72. Il est vrai que les syndicats de chasse doivent leur existence à la volonté du législateur et qu'ils ne sont pas des associations au sens de la loi sur les associations sans but lucratif. Il n'en demeure pas moins que les syndicats sont constitués de propriétaires de terrains, donc de particuliers, qui se réunissent périodiquement pour décider du «relaissement», ou non, du droit de chasse en faveur de quelques chasseurs, qui sont soit des adjudicataires, soit des locataires sortants.
73. De même, le fait que le fonctionnement des syndicats de chasse est supervisé par le ministre de l'Intérieur ne suffit pas pour affirmer que ceux‑ci demeurent intégrés aux structures de l'Etat (mutatis mutandis, Chassagnou, précité, § 101).

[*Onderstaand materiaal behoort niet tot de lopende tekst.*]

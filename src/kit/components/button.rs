// Button custom element for OrbitKit

mod render;
mod slot;
mod state;

#[cfg(test)]
mod tests;

pub use render::Renderer;
pub use slot::{ContentOwnership, SlotObserver};
pub use state::{modifier_class, ButtonSize, ButtonType, RenderState, BASE_CLASS};

use crate::component::{
    AttributeChange, AttributeSource, CustomElement, PropSchema, PropValidationError,
};
use crate::renderer::{ButtonSurface, SlotContent};

/// Default tag name of the button element
pub const TAG_NAME: &str = "web-button";

/// Accepted values of the `size` attribute
pub const ACCEPTABLE_SIZES: &[&str] = &["small", "medium", "large"];

/// Accepted values of the `type` attribute
pub const ACCEPTABLE_TYPES: &[&str] = &["default", "primary", "danger", "neutral", "link"];

/// Observed attribute names
pub mod attr {
    pub const ACCESSIBILITY_TEXT: &str = "accessibilityText";
    pub const DISABLED: &str = "disabled";
    pub const FA_ICON: &str = "faIcon";
    pub const ID: &str = "id";
    pub const LABEL: &str = "label";
    pub const SIZE: &str = "size";
    pub const TYPE: &str = "type";
}

/// Property declarations of the button
pub mod props {
    use super::{attr, ACCEPTABLE_SIZES, ACCEPTABLE_TYPES};
    use crate::component::PropSpec;

    pub const ACCESSIBILITY_TEXT: PropSpec = PropSpec::string(attr::ACCESSIBILITY_TEXT);
    pub const DISABLED: PropSpec = PropSpec::boolean(attr::DISABLED);
    pub const FA_ICON: PropSpec = PropSpec::array(attr::FA_ICON);
    pub const ID: PropSpec = PropSpec::string(attr::ID).required();
    pub const LABEL: PropSpec = PropSpec::string(attr::LABEL).with_default("Button");
    pub const SIZE: PropSpec = PropSpec::string(attr::SIZE)
        .with_default("medium")
        .one_of(ACCEPTABLE_SIZES);
    pub const TYPE: PropSpec = PropSpec::string(attr::TYPE)
        .with_default("default")
        .one_of(ACCEPTABLE_TYPES);
}

/// Schema shared by every button instance
pub static BUTTON_SCHEMA: PropSchema = PropSchema::new(&[
    props::ACCESSIBILITY_TEXT,
    props::DISABLED,
    props::FA_ICON,
    props::ID,
    props::LABEL,
    props::SIZE,
    props::TYPE,
]);

/// Button custom element
///
/// Owns the internal button surface and keeps it in sync with the host
/// element's attributes and the content slot.
///
/// # Examples
///
/// ```html
/// <web-button id="save" label="Save" size="large" type="primary"></web-button>
///
/// <web-button id="close" accessibilityText="Close dialog" faIcon='["fa-solid","fa-xmark"]'>
///   <strong>Close</strong>
/// </web-button>
/// ```
#[derive(Debug)]
pub struct WebButton<S> {
    surface: S,
    renderer: Renderer,
    slot: SlotObserver,
    state: Option<RenderState>,
    warn_on_missing_id: bool,
}

impl<S: ButtonSurface> WebButton<S> {
    /// Construct an instance around its internal button surface
    pub fn new(surface: S) -> Self {
        log::debug!("Constructed <{}>", TAG_NAME);
        Self {
            surface,
            renderer: Renderer::new(),
            slot: SlotObserver::new(),
            state: None,
            warn_on_missing_id: true,
        }
    }

    /// Whether a missing `id` is logged as a warning
    pub fn warn_on_missing_id(mut self, warn: bool) -> Self {
        self.warn_on_missing_id = warn;
        self
    }

    /// The internal button surface
    pub fn surface(&self) -> &S {
        &self.surface
    }

    /// The internal button surface, mutably
    pub fn surface_mut(&mut self) -> &mut S {
        &mut self.surface
    }

    /// The state of the last render pass
    pub fn state(&self) -> Option<&RenderState> {
        self.state.as_ref()
    }

    /// Current content ownership
    pub fn ownership(&self) -> ContentOwnership {
        self.slot.ownership()
    }

    /// Whether the accessibility node has been created
    pub fn has_accessibility_node(&self) -> bool {
        self.renderer.has_accessibility_node()
    }

    /// Check the host attributes against the schema without rendering
    pub fn diagnostics(attrs: &dyn AttributeSource) -> Result<(), PropValidationError> {
        BUTTON_SCHEMA.validate(attrs)
    }

    /// Render once when attached to a host that delivered no attribute changes
    ///
    /// A host without any observed attribute still gets the default label and
    /// class set. Does nothing once a render pass has run.
    pub fn connected(&mut self, attrs: &dyn AttributeSource) {
        if self.state.is_none() {
            let change = AttributeChange::new(attr::ID, None, attrs.get_attribute(attr::ID));
            self.update(attrs, &change);
        }
    }

    /// Recompute the render state from all attributes and apply it
    pub fn update(&mut self, attrs: &dyn AttributeSource, change: &AttributeChange) {
        let (state, problems) = RenderState::resolve(attrs, self.slot.has_slotted_content());

        for problem in &problems {
            match problem {
                PropValidationError::MissingRequired(_) if !self.warn_on_missing_id => {}
                _ => log::warn!("<{}>: {problem}", TAG_NAME),
            }
        }

        self.renderer
            .apply(&mut self.surface, &state, self.state.as_ref(), &change.name);
        self.state = Some(state);
    }
}

impl<S: ButtonSurface + 'static> CustomElement for WebButton<S> {
    const TAG_NAME: &'static str = TAG_NAME;
    const STYLESHEET: &'static str = "button";

    fn schema() -> &'static PropSchema {
        &BUTTON_SCHEMA
    }

    fn attribute_changed(&mut self, attrs: &dyn AttributeSource, change: &AttributeChange) {
        self.update(attrs, change);
    }

    fn slot_changed(&mut self, slot: &dyn SlotContent) {
        let ownership = self.slot.slot_changed(slot, &mut self.surface);
        if let Some(state) = &mut self.state {
            state.has_slotted_content = ownership == ContentOwnership::SlottedContent;
        }
    }
}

De même, il ne saurait être soutenu que les syndicats de chasse jouissent en vertu de la loi de 1925 de prérogatives exorbitantes du droit commun, tant administratives que normatives ou disciplinaires, ou qu'elles utilisent des procédés de la puissance publique, à l'instar des ordres professionnels.
74. La Cour estime donc que les syndicats de chasse sont bien des «associations» au sens de l'article 11 de la Convention.
b) Sur l'observation de l'article 11 de la Convention
i. Existence d'une ingérence
75. La Cour est d'avis qu'à n'en pas douter, l'obligation d'appartenance à un syndicat de chasse, imposée par la loi de 1925 à la requérante alors qu'elle est une opposante éthique à la chasse, est à considérer comme une «ingérence» dans sa liberté d'association «négative» (mutatis mutandis, Chassagnou, précité, § 103).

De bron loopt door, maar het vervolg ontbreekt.